How to Improve PMO Performance Before It's Too Late

Is your Project Management Office underperforming or under threat? Here are 8 ways to improve PMO performance before it flops.

If your Project Management Office is underperforming, it may be at risk of being discontinued. And that would be a shame when you consider the many business benefits of having a PMO - including better project outcomes, higher revenue, and increased customer satisfaction.

Rather than abandon the PMO model altogether, it makes sense for organizations to try to improve PMO performance first. But how do you know if your PMO is failing  - and how do you turn it around right on cue? 

Why do PMOs get canceled?

Project Management Offices get canceled when they fail - or are perceived to fail - to deliver value to their organization. There can be lots of reasons for this:

  • The organization didn’t need a PMO in the first place
  • The PMO wasn’t set up properly in the beginning
  • The PMO is no longer fit for purpose now
  • Lack - or loss of - senior support
  • Lack - or loss of - strategic alignment
  • Lack of credibility to ensure compliance 
  • Overly bureaucratic processes 
  • Poor resource management

Sadly, once a PMO starts to fail, it can enter a terminal tailspin. If the PMO isn’t delivering better project outcomes, then confidence, credibility, and compliance will drop. This can lead to further deterioration in project results. And that makes the PMO look even less tenable.  

To have the best chance of turning around a failing PMO, management needs to monitor performance and take action as soon as the problem becomes apparent.  

How do you know your PMO is underperforming?

PMO performance should be measured through appropriate KPIs. These KPIs should measure the performance of the Project Management Office itself, not just individual project outcomes. 
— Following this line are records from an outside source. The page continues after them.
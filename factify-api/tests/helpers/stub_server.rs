//! In-process upstream stand-ins
//!
//! Each stub is an axum router served on an ephemeral loopback port, so
//! adapters exercise their real HTTP code without network access.

use axum::{
    extract::Query,
    http::{HeaderMap, Method, StatusCode, Uri},
    routing::post,
    Json, Router,
};
use serde_json::{json, Value};
use std::collections::HashMap;
use std::sync::{Arc, Mutex};
use std::time::Duration;

/// Serve `router` on 127.0.0.1 and return its base URL
pub async fn spawn_stub(router: Router) -> String {
    let listener = tokio::net::TcpListener::bind("127.0.0.1:0")
        .await
        .expect("Failed to bind stub listener");
    let addr = listener.local_addr().expect("Stub has no local address");
    tokio::spawn(async move {
        axum::serve(listener, router).await.expect("Stub server failed");
    });
    format!("http://{}", addr)
}

/// Base URL nothing listens on
pub async fn closed_port_url() -> String {
    let listener = tokio::net::TcpListener::bind("127.0.0.1:0").await.unwrap();
    let addr = listener.local_addr().unwrap();
    drop(listener);
    format!("http://{}", addr)
}

/// What a stub should answer with
#[derive(Clone)]
pub enum StubReply {
    Json(Value),
    Status(StatusCode),
    /// 200 with a non-JSON body
    Text(&'static str),
    /// Sleep before answering 200 with the given JSON
    Delayed(Duration, Value),
}

impl StubReply {
    async fn respond(self) -> axum::response::Response {
        use axum::response::IntoResponse;
        match self {
            StubReply::Json(body) => Json(body).into_response(),
            StubReply::Status(status) => (status, "upstream failure").into_response(),
            StubReply::Text(body) => body.into_response(),
            StubReply::Delayed(delay, body) => {
                tokio::time::sleep(delay).await;
                Json(body).into_response()
            }
        }
    }
}

/// Requests a stub received
#[derive(Debug, Clone, Default)]
pub struct Seen {
    pub method: String,
    pub path: String,
    pub authorization: Option<String>,
    pub body: Option<Value>,
    pub query: HashMap<String, String>,
}

pub type Recorder = Arc<Mutex<Vec<Seen>>>;

pub fn recorder() -> Recorder {
    Arc::new(Mutex::new(Vec::new()))
}

/// OpenAI-compatible `POST /chat/completions`
pub fn chat_completions_stub(reply: StubReply, seen: Recorder) -> Router {
    Router::new().route(
        "/chat/completions",
        post(move |headers: HeaderMap, Json(body): Json<Value>| {
            let reply = reply.clone();
            let seen = Arc::clone(&seen);
            async move {
                seen.lock().unwrap().push(Seen {
                    authorization: headers
                        .get("authorization")
                        .and_then(|v| v.to_str().ok())
                        .map(str::to_string),
                    body: Some(body),
                    ..Default::default()
                });
                reply.respond().await
            }
        }),
    )
}

/// Google Fact Check Tools `GET /claims:search`
///
/// Served as a fallback since the colon is not a plain route segment; the
/// path is recorded for assertions.
pub fn claim_search_stub(reply: StubReply, seen: Recorder) -> Router {
    Router::new().fallback(
        move |method: Method, uri: Uri, Query(query): Query<HashMap<String, String>>| {
            let reply = reply.clone();
            let seen = Arc::clone(&seen);
            async move {
                seen.lock().unwrap().push(Seen {
                    method: method.to_string(),
                    path: uri.path().to_string(),
                    query,
                    ..Default::default()
                });
                reply.respond().await
            }
        },
    )
}

/// Chat completion body whose message content is `content`
pub fn chat_completion(content: &str) -> Value {
    json!({
        "id": "chatcmpl-test",
        "object": "chat.completion",
        "choices": [{
            "index": 0,
            "message": {"role": "assistant", "content": content},
            "finish_reason": "stop"
        }]
    })
}

/// Structured assessment as the model is asked to produce it
pub fn assessment_json(status: &str, assessment: &str) -> String {
    json!({
        "status": status,
        "confidence": 0.85,
        "key_claims": ["claim"],
        "assessment": assessment,
        "red_flags": [],
        "verification_suggestions": ["Check primary sources"],
        "reasoning": "test"
    })
    .to_string()
}

/// Claim search body with one review per rating
pub fn claim_search_body(ratings: &[&str]) -> Value {
    let claims: Vec<Value> = ratings
        .iter()
        .enumerate()
        .map(|(i, rating)| {
            json!({
                "text": format!("Claim {}", i),
                "claimant": "Social media",
                "claimReview": [{
                    "publisher": {"name": "Reuters", "site": "reuters.com"},
                    "url": format!("https://www.reuters.com/fact-check/{}", i),
                    "textualRating": rating,
                    "languageCode": "en"
                }]
            })
        })
        .collect();
    json!({ "claims": claims })
}
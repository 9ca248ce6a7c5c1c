//! Fact-check database digest
//!
//! Counts how many databases answered, how many claims they reported, and
//! which way their published ratings lean. Informational only: nothing here
//! feeds back into status or confidence.

use crate::models::{FactCheckSummary, RatingSummary};
use crate::providers::{FactCheckReport, ProviderOutcome};

/// Checked first; "mostly false" and "half true" must not land in a pure bucket
const MIXED_PHRASES: &[&str] = &["mixed", "half true", "mostly true", "mostly false"];
const NEGATIVE_PHRASES: &[&str] = &["false", "incorrect", "inaccurate", "misleading", "pants on fire"];
const POSITIVE_PHRASES: &[&str] = &["true", "correct", "accurate", "verified"];

#[derive(Debug, Clone, Copy, PartialEq, Eq)]
pub enum RatingBucket {
    Positive,
    Negative,
    Mixed,
}

/// Bucket a textual rating; `None` when no known phrase appears
pub fn classify_rating(rating: &str) -> Option<RatingBucket> {
    let rating = rating.to_lowercase();
    let matches = |phrases: &[&str]| phrases.iter().any(|p| rating.contains(p));

    if matches(MIXED_PHRASES) {
        Some(RatingBucket::Mixed)
    } else if matches(NEGATIVE_PHRASES) {
        Some(RatingBucket::Negative)
    } else if matches(POSITIVE_PHRASES) {
        Some(RatingBucket::Positive)
    } else {
        None
    }
}

pub fn summarize(fact_checks: &[ProviderOutcome<FactCheckReport>]) -> FactCheckSummary {
    let mut summary = FactCheckSummary {
        databases_checked: fact_checks.len(),
        ..Default::default()
    };

    for report in fact_checks.iter().filter_map(ProviderOutcome::success) {
        summary.databases_responded += 1;
        summary.total_claims_found += report.claims_found;

        for rating in report.textual_ratings() {
            tally(&mut summary.rating_summary, classify_rating(&rating));
        }
    }

    summary
}

fn tally(ratings: &mut RatingSummary, bucket: Option<RatingBucket>) {
    ratings.total += 1;
    match bucket {
        Some(RatingBucket::Positive) => ratings.positive += 1,
        Some(RatingBucket::Negative) => ratings.negative += 1,
        Some(RatingBucket::Mixed) => ratings.mixed += 1,
        None => {}
    }
}
//! Google AI (Gemini) analysis adapter (placeholder)

use async_trait::async_trait;
use factify_common::Settings;
use std::time::Duration;

use super::{AiAssessment, AnalysisProvider, ProviderError};

pub struct GeminiAnalyzer {
    api_key: Option<String>,
    timeout: Duration,
}

impl GeminiAnalyzer {
    pub fn from_settings(settings: &Settings) -> Self {
        Self {
            api_key: settings.credentials.google_ai().map(str::to_string),
            timeout: settings.ai.timeout(),
        }
    }
}

#[async_trait]
impl AnalysisProvider for GeminiAnalyzer {
    fn name(&self) -> &'static str {
        "GoogleAI"
    }

    fn timeout(&self) -> Duration {
        self.timeout
    }

    fn is_configured(&self) -> bool {
        self.api_key.is_some()
    }

    async fn analyze(&self, _text: &str, _context: Option<&str>) -> Result<AiAssessment, ProviderError> {
        if !self.is_configured() {
            return Err(ProviderError::NotConfigured);
        }
        Err(ProviderError::NotImplemented)
    }
}
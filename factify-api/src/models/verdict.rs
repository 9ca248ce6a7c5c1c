//! Verdict types and the fact-check response

use chrono::{DateTime, Utc};
use serde::{Deserialize, Serialize};
use uuid::Uuid;

/// Confidence score (0.0-1.0)
pub type Confidence = f64;

/// Final classification of a piece of text
#[derive(Debug, Clone, Copy, PartialEq, Eq, Hash, Default, Serialize, Deserialize)]
#[serde(rename_all = "lowercase")]
pub enum VerdictStatus {
    /// Strong evidence supports the claims
    Verified,
    /// Insufficient evidence or requires more verification
    #[default]
    Questionable,
    /// Evidence contradicts the claims
    False,
    /// Some claims accurate, others not
    Mixed,
}

impl VerdictStatus {
    pub const ALL: [VerdictStatus; 4] = [
        VerdictStatus::Verified,
        VerdictStatus::Questionable,
        VerdictStatus::False,
        VerdictStatus::Mixed,
    ];

    /// Parse an upstream label; anything unrecognized is `Questionable`
    pub fn from_label(label: &str) -> Self {
        match label.trim().to_ascii_lowercase().as_str() {
            "verified" => VerdictStatus::Verified,
            "false" => VerdictStatus::False,
            "mixed" => VerdictStatus::Mixed,
            _ => VerdictStatus::Questionable,
        }
    }

    pub fn as_str(&self) -> &'static str {
        match self {
            VerdictStatus::Verified => "verified",
            VerdictStatus::Questionable => "questionable",
            VerdictStatus::False => "false",
            VerdictStatus::Mixed => "mixed",
        }
    }

    /// Short user-facing label
    pub fn verdict_label(&self) -> &'static str {
        match self {
            VerdictStatus::Verified => "✓ Verified",
            VerdictStatus::Questionable => "⚠ Needs Verification",
            VerdictStatus::False => "❌ False",
            VerdictStatus::Mixed => "⚠ Mixed Evidence",
        }
    }

    /// Confidence assigned when this status is adopted from AI analysis
    ///
    /// `None` for `Questionable`: adopting it leaves the current confidence alone.
    pub fn adopted_confidence(&self) -> Option<Confidence> {
        match self {
            VerdictStatus::Verified => Some(0.8),
            VerdictStatus::False => Some(0.9),
            VerdictStatus::Mixed => Some(0.6),
            VerdictStatus::Questionable => None,
        }
    }
}

impl std::fmt::Display for VerdictStatus {
    fn fmt(&self, f: &mut std::fmt::Formatter<'_>) -> std::fmt::Result {
        f.write_str(self.as_str())
    }
}

/// A supporting source shown with the verdict
#[derive(Debug, Clone, PartialEq, Serialize, Deserialize)]
pub struct Source {
    pub title: String,
    pub url: String,
    #[serde(skip_serializing_if = "Option::is_none")]
    pub credibility_score: Option<Confidence>,
}

/// Claim-review ratings bucketed by direction
#[derive(Debug, Clone, Default, PartialEq, Eq, Serialize, Deserialize)]
pub struct RatingSummary {
    pub positive: usize,
    pub negative: usize,
    pub mixed: usize,
    pub total: usize,
}

/// Digest of the fact-check databases consulted for one request
#[derive(Debug, Clone, Default, PartialEq, Eq, Serialize, Deserialize)]
pub struct FactCheckSummary {
    /// Databases queried (successful or not)
    pub databases_checked: usize,
    /// Databases that returned a usable response
    pub databases_responded: usize,
    pub total_claims_found: usize,
    pub rating_summary: RatingSummary,
}

/// Aggregated result for one request, before transport metadata is stamped
#[derive(Debug, Clone, PartialEq, Serialize)]
pub struct Verdict {
    pub status: VerdictStatus,
    pub verdict: String,
    pub confidence: Confidence,
    pub summary: String,
    pub analysis: String,
    pub sources: Vec<Source>,
    pub education: String,
    pub fact_check_summary: FactCheckSummary,
}

/// POST /fact-check 200 response body
#[derive(Debug, Clone, Serialize, Deserialize)]
pub struct FactCheckResponse {
    pub status: VerdictStatus,
    pub verdict: String,
    pub summary: String,
    pub analysis: String,
    pub confidence_score: Confidence,
    pub sources: Vec<Source>,
    pub education: String,
    pub timestamp: DateTime<Utc>,
    /// Seconds spent in aggregation
    pub processing_time: f64,
    pub request_id: Uuid,
    pub fact_check_summary: FactCheckSummary,
}

impl FactCheckResponse {
    /// Stamp timing metadata onto a verdict
    pub fn from_verdict(
        verdict: Verdict,
        request_id: Uuid,
        timestamp: DateTime<Utc>,
        processing_time: f64,
    ) -> Self {
        Self {
            status: verdict.status,
            verdict: verdict.verdict,
            summary: verdict.summary,
            analysis: verdict.analysis,
            confidence_score: verdict.confidence,
            sources: verdict.sources,
            education: verdict.education,
            timestamp,
            processing_time,
            request_id,
            fact_check_summary: verdict.fact_check_summary,
        }
    }
}
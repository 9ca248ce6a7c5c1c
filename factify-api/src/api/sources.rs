//! GET /sources - the curated fact-checking organisations

use axum::{routing::get, Json, Router};
use serde::{Deserialize, Serialize};

use crate::providers::CURATED_SOURCES;
use crate::AppState;

#[derive(Debug, Serialize, Deserialize)]
pub struct TrustedSource {
    pub name: String,
    pub url: String,
}

#[derive(Debug, Serialize, Deserialize)]
pub struct TrustedSourcesResponse {
    pub sources: Vec<TrustedSource>,
}

pub async fn list_sources() -> Json<TrustedSourcesResponse> {
    Json(TrustedSourcesResponse {
        sources: CURATED_SOURCES
            .iter()
            .map(|source| TrustedSource {
                name: source.name.to_string(),
                url: source.url.to_string(),
            })
            .collect(),
    })
}

pub fn source_routes() -> Router<AppState> {
    Router::new().route("/sources", get(list_sources))
}
//! Character-boundary-safe text helpers

/// First `max_chars` characters of `text`
pub fn truncate_chars(text: &str, max_chars: usize) -> &str {
    match text.char_indices().nth(max_chars) {
        Some((byte_index, _)) => &text[..byte_index],
        None => text,
    }
}

/// Truncate to `max_chars` and mark the cut with an ellipsis
///
/// Text that already fits is returned unchanged.
pub fn excerpt(text: &str, max_chars: usize) -> String {
    let text = text.trim();
    let cut = truncate_chars(text, max_chars);
    if cut.len() == text.len() {
        cut.to_string()
    } else {
        format!("{}...", cut.trim_end())
    }
}
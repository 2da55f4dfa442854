use std::fmt::Display;

use chrono::{DateTime, Utc};
use marketplace_payment_engine::db_types::{Company, SubscriptionStatus, SubscriptionTier};
use serde::{Deserialize, Serialize};

#[derive(Debug, Clone, Serialize, Deserialize)]
pub struct JsonResponse {
    pub success: bool,
    pub message: String,
}

impl JsonResponse {
    pub fn success<S: Display>(message: S) -> Self {
        Self { success: true, message: message.to_string() }
    }

    pub fn failure<S: Display>(message: S) -> Self {
        Self { success: false, message: message.to_string() }
    }
}

/// Read-only view of a company's subscription state. Provider references are deliberately not
/// exposed here.
#[derive(Debug, Clone, Serialize, Deserialize)]
pub struct SubscriptionStatusResponse {
    pub company_id: i64,
    pub status: SubscriptionStatus,
    pub tier: SubscriptionTier,
    pub subscription_ends_at: Option<DateTime<Utc>>,
    pub is_founding_member: bool,
    pub founding_deals_remaining: i64,
}

impl From<&Company> for SubscriptionStatusResponse {
    fn from(company: &Company) -> Self {
        Self {
            company_id: company.id,
            status: company.subscription_status,
            tier: company.subscription_tier,
            subscription_ends_at: company.subscription_ends_at,
            is_founding_member: company.is_founding_member,
            founding_deals_remaining: company.founding_deals_remaining,
        }
    }
}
KPIs for PMOs might include: 

  • Overall improvements in project performance
  • Implementing and rolling out tools and methodologies to an agreed schedule
  • Meeting specific metrics for project compliance or customer satisfaction
  • Delivering training and upskilling PMs to an agreed level 
  • Reducing project failures and cancellations 

If your PMO regularly misses these targets - or project compliance with budget, schedule, and quality standards is low - it’s a sure sign that something needs to change. Here are eight ways to improve your PMO performance.

8 ways to improve PMO performance

1. Benchmark against PMO best practices

The first step is to assess the current state of your PMO's performance. You can use existing research to benchmark your organization against comparators. 

The PMI’s PMO Maturity Scale is a rich source of PMO best practices. It uses more than 20 activities to benchmark the top-performing PMOs and shows how they leverage these activities to create value in their organization. Start with a survey of what your PMO does and how that measures up to the top 10 percent. We've got the list of PMO best practices explained here: 

PMO Best Practices: What Sets the Best PMOs from the Rest? 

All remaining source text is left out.